> Task objective
Go through the records below and tally the lines that include "probs". Answer with the number only.

(Collected data)

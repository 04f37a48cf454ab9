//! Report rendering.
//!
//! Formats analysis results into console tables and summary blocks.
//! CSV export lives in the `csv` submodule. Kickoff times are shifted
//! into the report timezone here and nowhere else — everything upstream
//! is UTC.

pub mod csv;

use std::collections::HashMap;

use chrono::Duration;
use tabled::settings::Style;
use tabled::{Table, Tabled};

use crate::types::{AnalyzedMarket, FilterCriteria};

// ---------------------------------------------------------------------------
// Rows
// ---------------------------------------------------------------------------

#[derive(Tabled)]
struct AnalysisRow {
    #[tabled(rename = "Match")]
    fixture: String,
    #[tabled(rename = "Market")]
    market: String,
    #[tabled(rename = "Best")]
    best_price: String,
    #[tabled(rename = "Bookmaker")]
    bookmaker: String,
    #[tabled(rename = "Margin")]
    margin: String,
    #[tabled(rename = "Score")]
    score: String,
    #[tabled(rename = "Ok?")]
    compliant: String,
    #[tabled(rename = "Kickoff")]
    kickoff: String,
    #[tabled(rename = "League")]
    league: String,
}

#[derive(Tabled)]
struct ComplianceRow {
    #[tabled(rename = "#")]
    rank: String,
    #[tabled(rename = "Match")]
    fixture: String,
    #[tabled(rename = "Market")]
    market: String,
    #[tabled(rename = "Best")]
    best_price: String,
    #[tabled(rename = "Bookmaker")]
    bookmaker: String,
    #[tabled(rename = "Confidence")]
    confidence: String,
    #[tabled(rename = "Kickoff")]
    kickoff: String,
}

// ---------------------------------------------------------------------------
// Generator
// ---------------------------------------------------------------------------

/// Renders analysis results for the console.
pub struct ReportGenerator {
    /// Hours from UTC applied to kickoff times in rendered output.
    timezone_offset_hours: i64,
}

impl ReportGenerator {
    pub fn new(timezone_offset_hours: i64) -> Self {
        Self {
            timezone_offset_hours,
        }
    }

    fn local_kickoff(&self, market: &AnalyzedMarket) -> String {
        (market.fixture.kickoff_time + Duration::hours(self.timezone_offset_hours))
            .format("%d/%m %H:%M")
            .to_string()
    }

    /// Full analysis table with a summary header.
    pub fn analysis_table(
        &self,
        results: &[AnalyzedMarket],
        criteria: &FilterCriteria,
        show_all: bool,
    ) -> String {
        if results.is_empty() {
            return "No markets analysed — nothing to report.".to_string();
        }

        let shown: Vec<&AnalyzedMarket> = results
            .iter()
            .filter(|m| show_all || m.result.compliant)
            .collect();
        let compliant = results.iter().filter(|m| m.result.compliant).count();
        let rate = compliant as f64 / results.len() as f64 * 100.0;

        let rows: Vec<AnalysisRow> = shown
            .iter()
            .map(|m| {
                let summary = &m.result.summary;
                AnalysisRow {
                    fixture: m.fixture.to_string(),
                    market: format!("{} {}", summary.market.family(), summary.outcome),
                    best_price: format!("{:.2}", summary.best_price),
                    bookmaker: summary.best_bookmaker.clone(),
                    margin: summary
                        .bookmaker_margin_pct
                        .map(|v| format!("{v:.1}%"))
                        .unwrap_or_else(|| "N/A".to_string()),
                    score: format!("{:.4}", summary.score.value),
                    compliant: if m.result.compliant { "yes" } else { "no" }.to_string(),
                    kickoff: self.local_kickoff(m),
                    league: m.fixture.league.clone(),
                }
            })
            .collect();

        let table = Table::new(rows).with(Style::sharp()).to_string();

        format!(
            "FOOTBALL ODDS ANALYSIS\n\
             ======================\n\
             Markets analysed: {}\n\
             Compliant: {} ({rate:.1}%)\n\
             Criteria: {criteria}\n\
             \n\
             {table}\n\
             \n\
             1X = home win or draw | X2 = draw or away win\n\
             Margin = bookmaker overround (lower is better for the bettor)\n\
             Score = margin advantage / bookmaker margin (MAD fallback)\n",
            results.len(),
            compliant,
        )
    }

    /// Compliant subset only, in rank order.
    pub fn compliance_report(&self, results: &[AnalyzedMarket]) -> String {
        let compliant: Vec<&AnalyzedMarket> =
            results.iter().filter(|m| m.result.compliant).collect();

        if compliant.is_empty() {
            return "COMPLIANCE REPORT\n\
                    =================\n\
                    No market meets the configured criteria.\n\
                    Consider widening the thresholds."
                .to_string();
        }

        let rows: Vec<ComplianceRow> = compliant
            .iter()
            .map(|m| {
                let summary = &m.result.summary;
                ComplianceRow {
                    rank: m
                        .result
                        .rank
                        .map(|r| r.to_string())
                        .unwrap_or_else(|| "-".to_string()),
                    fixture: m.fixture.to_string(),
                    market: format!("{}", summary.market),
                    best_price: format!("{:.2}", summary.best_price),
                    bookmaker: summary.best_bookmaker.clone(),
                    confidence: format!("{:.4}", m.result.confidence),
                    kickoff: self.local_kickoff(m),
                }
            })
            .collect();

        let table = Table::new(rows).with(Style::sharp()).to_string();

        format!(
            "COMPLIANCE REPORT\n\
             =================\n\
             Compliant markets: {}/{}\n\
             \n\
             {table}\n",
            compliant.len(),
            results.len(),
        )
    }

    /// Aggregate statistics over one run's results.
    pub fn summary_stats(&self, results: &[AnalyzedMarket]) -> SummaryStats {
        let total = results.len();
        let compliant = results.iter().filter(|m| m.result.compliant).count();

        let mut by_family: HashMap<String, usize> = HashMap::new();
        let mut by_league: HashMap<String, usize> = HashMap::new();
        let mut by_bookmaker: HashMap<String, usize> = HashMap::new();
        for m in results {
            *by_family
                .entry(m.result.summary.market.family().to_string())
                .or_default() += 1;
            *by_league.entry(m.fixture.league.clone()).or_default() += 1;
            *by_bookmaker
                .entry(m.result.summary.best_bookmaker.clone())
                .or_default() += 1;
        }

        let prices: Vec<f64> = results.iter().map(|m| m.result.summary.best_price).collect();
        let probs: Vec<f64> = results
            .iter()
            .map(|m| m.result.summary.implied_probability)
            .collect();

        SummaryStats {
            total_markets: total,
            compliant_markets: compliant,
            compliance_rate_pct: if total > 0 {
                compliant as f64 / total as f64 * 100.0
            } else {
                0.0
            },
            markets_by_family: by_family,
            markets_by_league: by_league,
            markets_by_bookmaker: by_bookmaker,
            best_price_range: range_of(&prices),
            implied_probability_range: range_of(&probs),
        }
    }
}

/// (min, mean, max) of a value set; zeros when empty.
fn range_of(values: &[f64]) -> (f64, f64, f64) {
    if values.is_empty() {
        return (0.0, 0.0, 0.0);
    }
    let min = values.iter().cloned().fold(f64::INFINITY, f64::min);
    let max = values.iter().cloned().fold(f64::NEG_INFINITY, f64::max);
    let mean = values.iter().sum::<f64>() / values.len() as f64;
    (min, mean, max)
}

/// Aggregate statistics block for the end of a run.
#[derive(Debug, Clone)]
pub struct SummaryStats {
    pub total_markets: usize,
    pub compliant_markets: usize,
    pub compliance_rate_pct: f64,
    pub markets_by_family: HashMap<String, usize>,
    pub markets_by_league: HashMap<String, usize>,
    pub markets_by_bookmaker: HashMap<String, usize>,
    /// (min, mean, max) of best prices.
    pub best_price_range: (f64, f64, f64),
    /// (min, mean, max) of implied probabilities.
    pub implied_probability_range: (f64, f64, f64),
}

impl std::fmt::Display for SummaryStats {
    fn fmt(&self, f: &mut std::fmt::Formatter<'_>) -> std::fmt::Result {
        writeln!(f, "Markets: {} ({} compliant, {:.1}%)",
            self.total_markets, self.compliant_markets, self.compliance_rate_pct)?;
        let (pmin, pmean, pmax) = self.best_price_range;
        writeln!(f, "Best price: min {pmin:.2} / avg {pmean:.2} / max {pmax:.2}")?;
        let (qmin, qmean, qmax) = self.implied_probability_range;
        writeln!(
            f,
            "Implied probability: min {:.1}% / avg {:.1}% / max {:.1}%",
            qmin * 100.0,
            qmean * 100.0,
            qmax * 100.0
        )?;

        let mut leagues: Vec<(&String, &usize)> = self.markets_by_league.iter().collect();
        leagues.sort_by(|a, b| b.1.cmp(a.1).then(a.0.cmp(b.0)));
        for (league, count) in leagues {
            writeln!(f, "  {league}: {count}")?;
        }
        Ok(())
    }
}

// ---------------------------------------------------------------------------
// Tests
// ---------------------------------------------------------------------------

> Completed exercise
2